Edward Rodwell, pioneer publisher with lots of wit

Edward Rodwell. file photo | nmg

What you need to know:

  • Briton rose from an apprentice in a printing establishment to head Kenya’s first publications.

Two months after I started this column in 2015, a family friend and avid reader of my articles presented me with an autographed copy of a book ‘And so it goes’, a collection of anecdotes by Edward Rodwell, the prolific author and columnist.

Little did he know that I had been reading Edward Rodwell’s column “Coast Causerie” in the East African Standard, as it was then known, since my school days in the 1960s. I must admit that my writing has been greatly influenced by Edward Rodwell in his warm sense of humour, self-deprecating approach and his eye for the curious and sometimes contradictory in life.

Edward Rodwell was born in 1907 in Sittingbourne, Kent in England where his father was working in a furniture store. Later the family settled in Herne Bay and Edward was apprenticed to a local printer.

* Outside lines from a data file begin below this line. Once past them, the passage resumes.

//! # EyeQA HTTP Server Configuration
//!
//! File: cli/src/commands/srv/config.rs
//! Author: Christi Mahu
//!
//! ## Overview
//!
//! Resolves the effective server settings from, in order of priority:
//! 1. Command-line arguments
//! 2. The `[server]` section of the EyeQA configuration
//! 3. Default values (`127.0.0.1:8080`, CORS enabled)
//!
//! ## Examples
//!
//! ```toml
//! [server]
//! host = "0.0.0.0"
//! port = 9000
//! enable_cors = false
//! ```
//!
//! ```rust
//! let server_config = ServerConfig::resolve(&args, &cfg.server)?;
//! println!("Listening on: {}:{}", server_config.host, server_config.port);
//! ```
//!
use crate::commands::KnowledgeArgs;
use crate::core::config::ServerSettings;
use crate::core::error::Result;
use clap::Parser;
use std::net::IpAddr;
use tracing::debug;

/// # Server Command Arguments (`SrvArgs`)
///
/// Arguments accepted by `eyeqa srv`. Unset options fall back to the
/// configuration file, then to the defaults.
#[derive(Parser, Debug)]
pub struct SrvArgs {
    /// Network port to listen on. Defaults to `8080`.
    #[arg(long, short)]
    pub port: Option<u16>,

    /// IP address to bind to. Use `0.0.0.0` to accept connections from other
    /// machines. Defaults to `127.0.0.1`.
    #[arg(long)]
    pub host: Option<IpAddr>,

    /// Disables Cross-Origin Resource Sharing (CORS) headers.
    #[arg(long)]
    pub no_cors: bool,

    #[command(flatten)]
    pub knowledge: KnowledgeArgs,
}

/// # Effective Server Configuration (`ServerConfig`)
#[derive(Debug, Clone, PartialEq, Eq)]
pub struct ServerConfig {
    pub port: u16,
    pub host: IpAddr,
    pub enable_cors: bool,
}

impl ServerConfig {
    /// Merges command-line arguments over the configured `[server]` settings.
    pub fn resolve(args: &SrvArgs, settings: &ServerSettings) -> Result<Self> {
        let host = match args.host {
            Some(host) => host,
            None => settings.host_addr()?,
        };
        let config = Self {
            port: args.port.unwrap_or(settings.port),
            host,
            enable_cors: settings.enable_cors && !args.no_cors,
        };
        debug!("Resolved server config: {:?}", config);
        Ok(config)
    }
}
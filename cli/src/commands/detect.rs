//! # EyeQA Detect Command
//!
//! File: cli/src/commands/detect.rs
//! Author: Christi Mahu
//!
//! Prints the category the detector assigns to a message, with its score.
//! Useful when tuning keyword tables or phrase patterns.
//!
//! ```bash
//! $ eyeqa detect I am really scared about the surgery tomorrow
//! emotional (score 4.0)
//! ```
//!
use crate::core::error::Result;
use crate::faq::detector::{CategoryDetector, DetectedCategory};
use anyhow::Context;
use clap::Parser;
use tracing::info;

#[derive(Parser, Debug)]
pub struct DetectArgs {
    /// Text to classify.
    #[arg(required = true, num_args = 1.., value_name = "TEXT")]
    pub text: Vec<String>,

    /// Print the result as JSON.
    #[arg(long)]
    pub json: bool,
}

pub async fn handle_detect(args: DetectArgs) -> Result<()> {
    let text = args.text.join(" ");
    info!("Handling detect command for '{}'", text);

    let detector = CategoryDetector::with_defaults()?;
    let detected = detector.detect_category(&text);

    if args.json {
        let json = serde_json::to_string_pretty(&detected)
            .context("Failed to serialize detection result")?;
        println!("{}", json);
    } else {
        println!("{}", describe(&detected));
    }
    Ok(())
}

fn describe(detected: &DetectedCategory) -> String {
    match detected.category {
        Some(category) => format!("{} (score {:.1})", category, detected.score),
        None => format!("No category detected (score {:.1})", detected.score),
    }
}

#[cfg(test)]
mod tests {
    use super::*;
    use crate::faq::CategoryTag;

    #[test]
    fn test_describe() {
        let found = DetectedCategory {
            category: Some(CategoryTag::Emotional),
            score: 4.0,
        };
        assert_eq!(describe(&found), "emotional (score 4.0)");

        let none = DetectedCategory {
            category: None,
            score: 0.5,
        };
        assert_eq!(describe(&none), "No category detected (score 0.5)");
    }
}
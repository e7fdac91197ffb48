//! # Category Detector
//!
//! File: cli/src/faq/detector.rs
//!
//! ## Overview
//!
//! Guesses which topic a message is about so the conversation can offer the
//! right follow-up suggestions. It never changes the answer the matcher
//! produces.
//!
//! Scoring, per category (all start at zero):
//! - every keyword found as a substring adds 1, or 1.5 instead when it
//!   appears space-padded as a whole word;
//! - every phrase pattern that matches adds its weight to its category.
//!
//! The highest score wins, earlier categories win ties, and a best score
//! below 1 means no category was detected.
//!
use super::category::CategoryTag;
use super::keywords::KeywordTable;
use super::scoring::{normalize, score_categories, strict_argmax, WholeWordBonus};
use crate::core::error::EyeqaError;
use regex::Regex;
use serde::Serialize;
use tracing::trace;

/// Best scores below this report no category.
const MIN_DETECTION_SCORE: f64 = 1.0;

const PHRASE_PATTERNS: [(&str, f64, CategoryTag); 10] = [
    ("what is|what are|what does|what do", 2.0, CategoryTag::General),
    ("how does|how do|how is|how long|how many", 2.0, CategoryTag::Procedure),
    ("can i|will i|should i", 1.5, CategoryTag::Recipient),
    ("risk|danger|complication|problem", 2.0, CategoryTag::Risks),
    ("cost|price|insurance|cover|payment", 2.0, CategoryTag::Insurance),
    ("scared|afraid|nervous|anxious|worried|fear", 2.5, CategoryTag::Emotional),
    ("donor|donate|donation", 2.0, CategoryTag::Donor),
    ("recovery|heal|after surgery|post-op", 2.0, CategoryTag::Recovery),
    ("alternative|option|instead|other", 2.0, CategoryTag::Alternatives),
    ("prepare|preparation|before surgery|pre-op", 2.0, CategoryTag::Preparation),
];

/// A regular expression that adds `weight` to `category` when it matches.
#[derive(Debug, Clone)]
pub struct PhrasePattern {
    regex: Regex,
    pub weight: f64,
    pub category: CategoryTag,
}

impl PhrasePattern {
    pub fn new(pattern: &str, weight: f64, category: CategoryTag) -> Result<Self, EyeqaError> {
        let regex = Regex::new(pattern).map_err(|source| EyeqaError::InvalidPattern {
            pattern: pattern.to_string(),
            source,
        })?;
        Ok(Self {
            regex,
            weight,
            category,
        })
    }

    pub fn is_match(&self, normalized: &str) -> bool {
        self.regex.is_match(normalized)
    }

    pub fn as_str(&self) -> &str {
        self.regex.as_str()
    }
}

/// Detection outcome. `score` is the best score even when it was too low to
/// report a category.
#[derive(Debug, Clone, Copy, PartialEq, Serialize)]
pub struct DetectedCategory {
    pub category: Option<CategoryTag>,
    pub score: f64,
}

#[derive(Debug, Clone)]
pub struct CategoryDetector {
    keywords: KeywordTable,
    patterns: Vec<PhrasePattern>,
    weighting: WholeWordBonus,
}

impl CategoryDetector {
    pub fn new(keywords: KeywordTable, patterns: Vec<PhrasePattern>) -> Self {
        Self {
            keywords,
            patterns,
            weighting: WholeWordBonus::default(),
        }
    }

    /// Detector with the built-in keyword table and phrase patterns.
    pub fn with_defaults() -> Result<Self, EyeqaError> {
        let patterns = PHRASE_PATTERNS
            .iter()
            .map(|(pattern, weight, category)| PhrasePattern::new(pattern, *weight, *category))
            .collect::<Result<Vec<_>, _>>()?;
        Ok(Self::new(KeywordTable::detector_default(), patterns))
    }

    pub fn detect_category(&self, text: &str) -> DetectedCategory {
        let normalized = normalize(text);

        // --- Step 1: Keyword scores, in category order ---
        let mut scores = score_categories(&self.keywords, &normalized, &self.weighting);

        // --- Step 2: Add the weight of every matching phrase pattern ---
        for pattern in self.patterns.iter().filter(|p| p.is_match(&normalized)) {
            trace!("Pattern '{}' matched for {}", pattern.as_str(), pattern.category);
            match scores.iter_mut().find(|(c, _)| *c == pattern.category) {
                Some((_, score)) => *score += pattern.weight,
                None => scores.push((pattern.category, pattern.weight)),
            }
        }

        // --- Step 3: Best category, if it reaches the threshold ---
        match strict_argmax(scores, 0.0) {
            Some((category, score)) if score >= MIN_DETECTION_SCORE => DetectedCategory {
                category: Some(category),
                score,
            },
            Some((_, score)) => DetectedCategory {
                category: None,
                score,
            },
            None => DetectedCategory {
                category: None,
                score: 0.0,
            },
        }
    }
}

#[cfg(test)]
mod tests {
    use super::*;

    fn detector() -> CategoryDetector {
        CategoryDetector::with_defaults().expect("built-in patterns must compile")
    }

    #[test]
    fn test_scared_is_emotional() {
        let detected = detector().detect_category("I am really scared about the surgery tomorrow");
        assert_eq!(detected.category, Some(CategoryTag::Emotional));
        // whole-word "scared" 1.5 + pattern 2.5
        assert_eq!(detected.score, 4.0);
    }

    #[test]
    fn test_nothing_detected() {
        let detected = detector().detect_category("asdf");
        assert_eq!(detected, DetectedCategory { category: None, score: 0.0 });
    }

    #[test]
    fn test_keywords_and_patterns_add_up() {
        // "what", "about", "tell" keywords: "tell" and "about" are padded
        // (1.5 each), "what" is at the start (1), plus "what is" pattern (2).
        let detected = detector().detect_category("what is tell about me");
        assert_eq!(detected.category, Some(CategoryTag::General));
        assert_eq!(detected.score, 6.0);
    }

    #[test]
    fn test_ties_keep_earlier_category() {
        // general: "what" 1 + "what are" 2; alternatives: "option" 1 + pattern 2
        let detected = detector().detect_category("what are my options");
        assert_eq!(detected.category, Some(CategoryTag::General));
        assert_eq!(detected.score, 3.0);
    }

    #[test]
    fn test_substring_false_positives_are_kept() {
        // "cover" inside "recovery" counts for insurance.
        let detected = detector().detect_category("recovery after surgery");
        assert_eq!(detected.category, Some(CategoryTag::Recovery));
        assert_eq!(detected.score, 4.5);
    }

    #[test]
    fn test_custom_low_scores_report_none() {
        let keywords = KeywordTable::new([(CategoryTag::Vision, ["sight"])]);
        let patterns = vec![PhrasePattern::new("blur", 0.5, CategoryTag::Vision).unwrap()];
        let detector = CategoryDetector::new(keywords, patterns);

        let detected = detector.detect_category("blurry");
        assert_eq!(detected.category, None);
        assert_eq!(detected.score, 0.5);

        let detected = detector.detect_category("blurry sight");
        assert_eq!(detected.category, Some(CategoryTag::Vision));
        assert_eq!(detected.score, 1.5);
    }

    #[test]
    fn test_invalid_pattern_is_reported() {
        let err = PhrasePattern::new("(what", 1.0, CategoryTag::General).unwrap_err();
        assert!(matches!(err, EyeqaError::InvalidPattern { .. }));
    }
}
fn load_config_from_path(path: &Path) -> Result<Config> {
    let content = fs::read_to_string(path)
        .with_context(|| format!("Failed to read configuration file: {}", path.display()))?;
    toml::from_str(&content)
        .with_context(|| format!("Failed to parse TOML from file: {}", path.display()))
}

/// Project values win wherever they differ from the defaults.
fn merge_configs(user: Config, project: Option<Config>) -> Config {
    let project = match project {
        Some(p) => p,
        None => return user,
    };
    let chat_defaults = ChatConfig::default();
    let server_defaults = ServerSettings::default();

    fn pick<T: PartialEq>(project: T, user: T, default: &T) -> T {
        if &project != default {
            project
        } else {
            user
        }
    }

    Config {
        knowledge: KnowledgeConfig {
            path: project.knowledge.path.or(user.knowledge.path),
        },
        chat: ChatConfig {
            thinking_delay_ms: pick(
                project.chat.thinking_delay_ms,
                user.chat.thinking_delay_ms,
                &chat_defaults.thinking_delay_ms,
            ),
            suggestion_delay_ms: pick(
                project.chat.suggestion_delay_ms,
                user.chat.suggestion_delay_ms,
                &chat_defaults.suggestion_delay_ms,
            ),
            typing_interval_ms: pick(
                project.chat.typing_interval_ms,
                user.chat.typing_interval_ms,
                &chat_defaults.typing_interval_ms,
            ),
            history_file: project.chat.history_file.or(user.chat.history_file),
            persist_history: pick(
                project.chat.persist_history,
                user.chat.persist_history,
                &chat_defaults.persist_history,
            ),
        },
        server: ServerSettings {
            host: pick(project.server.host, user.server.host, &server_defaults.host),
            port: pick(project.server.port, user.server.port, &server_defaults.port),
            enable_cors: pick(
                project.server.enable_cors,
                user.server.enable_cors,
                &server_defaults.enable_cors,
            ),
        },
    }
}

fn expand_config_paths(config: &mut Config) -> Result<()> {
    debug!("Expanding paths in configuration...");
    if let Some(path) = config.knowledge.path.as_mut() {
        *path = shellexpand::tilde(path).into_owned();
        debug!("Expanded knowledge base path: {}", path);
    }
    if let Some(file) = config.chat.history_file.as_mut() {
        *file = shellexpand::tilde(file).into_owned();
        debug!("Expanded history file: {}", file);
    }
    Ok(())
}

fn validate_config(config: &Config) -> Result<()> {
    info!("Validating final configuration...");
    if let Some(path) = &config.knowledge.path {
        let kb_path = PathBuf::from(path);
        if !kb_path.is_file() {
            return Err(anyhow!(EyeqaError::Config(format!(
                "Configured knowledge base '{}' does not exist or is not a file.",
                kb_path.display()
            ))));
        }
    }
    if let Some(file) = &config.chat.history_file {
        if PathBuf::from(file).is_dir() {
            return Err(anyhow!(EyeqaError::Config(format!(
                "Configured history file '{}' is a directory.",
                file
            ))));
        }
    }
    config.server.host_addr()?;
    if config.server.port == 0 {
        return Err(anyhow!(EyeqaError::Config(
            "Server port must be between 1 and 65535.".to_string()
        )));
    }
    info!("Configuration validation successful.");
    Ok(())
}

#[cfg(test)]
mod tests {
    use super::*;
    use directories::BaseDirs;
    use tempfile::tempdir;

    #[test]
    fn test_defaults_without_any_file() {
        let config: Config = toml::from_str("").unwrap();
        assert_eq!(config, Config::default());
        assert_eq!(config.chat.thinking_delay_ms, 700);
        assert_eq!(config.chat.suggestion_delay_ms, 500);
        assert_eq!(config.chat.typing_interval_ms, 15);
        assert!(config.chat.persist_history);
        assert_eq!(config.server.host, "127.0.0.1");
        assert_eq!(config.server.port, 8080);
        assert!(config.server.enable_cors);
        assert!(validate_config(&config).is_ok());
    }

    #[test]
    fn test_deserialize_sections() {
        let config: Config = toml::from_str(
            r#"
            [knowledge]
            path = "~/kb.toml"

            [chat]
            typing_interval_ms = 0
            persist_history = false

            [server]
            port = 9000
            "#,
        )
        .expect("Failed to parse TOML");

        assert_eq!(config.knowledge.path.as_deref(), Some("~/kb.toml"));
        assert_eq!(config.chat.typing_interval_ms, 0);
        assert_eq!(config.chat.thinking_delay_ms, 700);
        assert!(!config.chat.persist_history);
        assert_eq!(config.server.port, 9000);
        assert_eq!(config.server.host, "127.0.0.1");
    }

    #[test]
    fn test_unknown_fields_are_rejected() {
        assert!(toml::from_str::<Config>("[chat]\nspeed = 3").is_err());
        assert!(toml::from_str::<Config>("[unknown]").is_err());
    }

    #[test]
    fn test_project_overrides_user() {
        let user: Config = toml::from_str(
            r#"
            [knowledge]
            path = "/user/kb.toml"
            [chat]
            thinking_delay_ms = 100
            [server]
            port = 7000
            "#,
        )
        .unwrap();
        let project: Config = toml::from_str(
            r#"
            [server]
            port = 7100
            enable_cors = false
            "#,
        )
        .unwrap();

        let merged = merge_configs(user, Some(project));
        assert_eq!(merged.knowledge.path.as_deref(), Some("/user/kb.toml"));
        assert_eq!(merged.chat.thinking_delay_ms, 100);
        assert_eq!(merged.server.port, 7100);
        assert!(!merged.server.enable_cors);
    }

    #[test]
    fn test_path_expansion() {
        let mut config = Config {
            knowledge: KnowledgeConfig {
                path: Some("~/kb.toml".to_string()),
            },
            chat: ChatConfig {
                history_file: Some("/absolute/history.json".to_string()),
                ..Default::default()
            },
            ..Default::default()
        };

        expand_config_paths(&mut config).unwrap();

        let home_dir = BaseDirs::new().unwrap().home_dir().to_path_buf();
        let expected = home_dir.join("kb.toml").to_string_lossy().into_owned();
        assert_eq!(config.knowledge.path.as_deref(), Some(expected.as_str()));
        assert_eq!(
            config.chat.history_file.as_deref(),
            Some("/absolute/history.json")
        );
    }

    #[test]
    fn test_history_path_prefers_configured_file() {
        let chat = ChatConfig {
            history_file: Some("/tmp/eyeqa-history.json".to_string()),
            ..Default::default()
        };
        assert_eq!(
            chat.history_path(),
            Some(PathBuf::from("/tmp/eyeqa-history.json"))
        );
        if let Some(path) = ChatConfig::default().history_path() {
            assert!(path.ends_with(HISTORY_FILENAME));
        }
    }

    #[test]
    fn test_validate_missing_knowledge_file() {
        let temp_dir = tempdir().unwrap();
        let config = Config {
            knowledge: KnowledgeConfig {
                path: Some(temp_dir.path().join("missing.toml").to_string_lossy().to_string()),
            },
            ..Default::default()
        };
        let err = validate_config(&config).unwrap_err();
        assert!(err.to_string().contains("does not exist"));
    }

    #[test]
    fn test_validate_invalid_host() {
        let config = Config {
            server: ServerSettings {
                host: "localhost:80".to_string(),
                ..Default::default()
            },
            ..Default::default()
        };
        let err = validate_config(&config).unwrap_err();
        assert!(err.to_string().contains("Invalid server host"));
    }

    #[test]
    fn test_validate_history_file_is_dir() {
        let temp_dir = tempdir().unwrap();
        let config = Config {
            chat: ChatConfig {
                history_file: Some(temp_dir.path().to_string_lossy().to_string()),
                ..Default::default()
            },
            ..Default::default()
        };
        assert!(validate_config(&config).is_err());
    }

    #[test]
    fn test_find_project_config_stops_at_git() {
        let root = tempdir().unwrap();
        fs::write(root.path().join(PROJECT_CONFIG_FILENAME), "").unwrap();
        let repo = root.path().join("repo");
        let nested = repo.join("src").join("deep");
        fs::create_dir_all(&nested).unwrap();

        // No .git yet: the search walks up to the root's file.
        assert_eq!(
            find_project_config_path(&nested),
            Some(root.path().join(PROJECT_CONFIG_FILENAME))
        );

        fs::create_dir(repo.join(".git")).unwrap();
        assert_eq!(find_project_config_path(&nested), None);

        fs::write(repo.join(PROJECT_CONFIG_FILENAME), "[server]\nport = 9100\n").unwrap();
        let found = find_project_config_path(&nested).unwrap();
        assert_eq!(load_config_from_path(&found).unwrap().server.port, 9100);
    }

    #[test]
    fn test_knowledge_config_loads_builtin_by_default() {
        let kb = KnowledgeConfig::default().load().unwrap();
        assert!(!kb.is_empty());
    }
}
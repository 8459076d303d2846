use clap::{Args, Parser, Subcommand};
use std::path::PathBuf;

use crate::device::{DeviceClass, Link};

#[derive(Parser)]
#[command(name = "magic-pad")]
#[command(about = "Decode Apple Magic Mouse and Magic Trackpad touch reports into pointer events")]
#[command(version)]
pub struct Cli {
    #[command(subcommand)]
    pub command: Option<Command>,

    /// hidraw device node of the mouse or trackpad
    #[arg(long, env = "MAGICPAD_DEVICE")]
    pub device: Option<PathBuf>,

    /// Device class (magic-mouse, magic-mouse-2, magic-trackpad, magic-trackpad-2); detected when omitted
    #[arg(long, value_parser = clap::value_parser!(DeviceClass))]
    pub class: Option<DeviceClass>,

    /// Link the device is attached through (usb, bluetooth); detected when omitted
    #[arg(long, value_parser = clap::value_parser!(Link))]
    pub link: Option<Link>,

    /// Path to config file
    #[arg(long, env = "MAGICPAD_CONFIG")]
    pub config: Option<PathBuf>,

    #[command(flatten)]
    pub tunables: TunableArgs,
}

/// Command-line overrides for the emulation tunables.
#[derive(Args, Debug, Clone, Default)]
pub struct TunableArgs {
    /// Do not emulate a middle button
    #[arg(long)]
    pub no_middle_button: bool,

    /// Use a two-finger click for the middle button
    #[arg(long)]
    pub middle_click_3finger: bool,

    /// Left edge of the middle-button band (device units)
    #[arg(long, allow_hyphen_values = true)]
    pub middle_button_start: Option<i32>,

    /// Right edge of the middle-button band (device units)
    #[arg(long, allow_hyphen_values = true)]
    pub middle_button_stop: Option<i32>,

    /// Do not emulate a scroll wheel
    #[arg(long)]
    pub no_scroll: bool,

    /// Scroll speed, 0 (slow) to 63 (fast)
    #[arg(long)]
    pub scroll_speed: Option<u32>,

    /// Horizontal distance before scrolling starts
    #[arg(long)]
    pub scroll_delay_x: Option<u32>,

    /// Vertical distance before scrolling starts
    #[arg(long)]
    pub scroll_delay_y: Option<u32>,

    /// Do not accelerate sequential scroll gestures
    #[arg(long)]
    pub no_scroll_acceleration: bool,

    /// Report undeciphered touch state bits
    #[arg(long)]
    pub report_undeciphered: bool,
}

#[derive(Subcommand)]
pub enum Command {
    /// Print decoded reports for debugging
    Dump,
}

After five years, Edward was appointed manager of the press in 1926 by, which time he had learned “how to print, publish a book, do the bindings, and make the cover and even got to do a bit of writing”.

In 1933, he went to the London School of Journalism where he successfully applied for a job with the East African Standard newspaper group. Landing in Mombasa later that year, he was appointed managing director of the daily newspaper “The Mombasa Times”.

Judy Aldrick writes: “On arrival in Mombasa, he was appalled by the age and condition of the printing machinery with which he had to work, most of which dated back to 1902 when the newspaper had first started. The main production of the East African Standard had moved to Nairobi, leaving the old plant behind for the paper in Mombasa, which in 1933 had a circulation of just 380.

Reuters sent them a cable of some 300 words and the rest was concocted by Rodwell and his editorial staff and then printed on his antiquated press with the help of three equally aged Swahili printers who had been trained at the Heidelberg School of Printing before World War I.”

During World War II, Mombasa became an important Allied navy base after the fall of Singapore in 1942 and later as a troop collection point prior to the Burma Campaign.

Rodwell found himself meeting and interviewing important dignitaries and military commanders and his newspaper carried reports of increasing weight and international interest. It was he who was now cabling Reuters with important news communiques.

Laced with his trademark wit and humour, the stories catapulted sales of the newspaper as the population of the port town increased with service personnel engaged in the war.

In an effort to uplift the dreary spirits of the civilian population during the war, in November 1943 Rodwell introduced his column “Coast Causerie” in the Mombasa Times appearing under the pen name “The Watchman.” At first, he wrote about history, birds (of the feathered variety), beasts, languages, ancient monuments, excavation of coastal cities, almost forgotten Swahili legends, songs, peoples and their attractions. With time the column became more about Rodwell’s interest in the “off-beat story of strange occasions and the people involved”.

“There are writers who just give the bare bones of an incident and eschew any reference to colour, but I think the quaint, the sad and the merry circumstances of an occasion provide an important insight into the characters concerned”, he wrote in one piece.

“I am not an historian, but I study ancient and modern history with the object of finding occasions that provide a story worth telling, events that often show a light background to what has been a dark history in our part of the African continent,” he wrote in another piece.

Two publications also belong to this post-war era “Gedi the Lost City” (1948) and “Ivory, Apes and Peacocks” (1949).

Journalists had to be very careful about what they wrote during the Mau Mau years as newspapers were strictly censored. Rodwell resigned from The Mombasa Times in 1956 and joined The Nakuru -based Kenya Weekly Newspaper which was a paper with pro-settler views that did not always sit well with the Colonial government. Edward Rodwell’s column in that paper “Along the Waterfront” reported the unfolding political scene and how it affected the Coast. This newspaper also continued to host his column “Coast Causerie”.

Rodwell also became a radio broadcaster for Kenya Broadcasting Service (KBS) doing a weekly slot which lasted for 20 years earning him the title of the Alistair Cooke (Letter from America) of East Africa. “The Mombasa Times” went under in 1966 and “The Kenya Weekly News” in 1969 by which time the East African Standard had taken up the “Coast Causerie” column published every Thursday.

Edward Rodwell and his lovely wife (long suffering according to Rodwell) were long term residents in Mtwapa Creek. They took up Kenyan citizenship immediately after independence in 1963.

Rodwell started a public relations company and founded the Rodwell Press from where he edited and published house magazines for businesses at the Coast. He collected books and archival material which he meticulously documented and indexed.

Part of his collection was acquired by the Kenya National Archives in 1970. His remaining library continues to be a rich source of memorabilia for Mombasa and the Coast.

In 1993 Edward Rodwell earned a place in the Guinness Book of Records for his column “Coast Causerie” which had been running continuously for 50 years. In 1994, he was decorated with the Order of the Burning Spear. He is considered, in many quarters, to be the father of journalism in Kenya.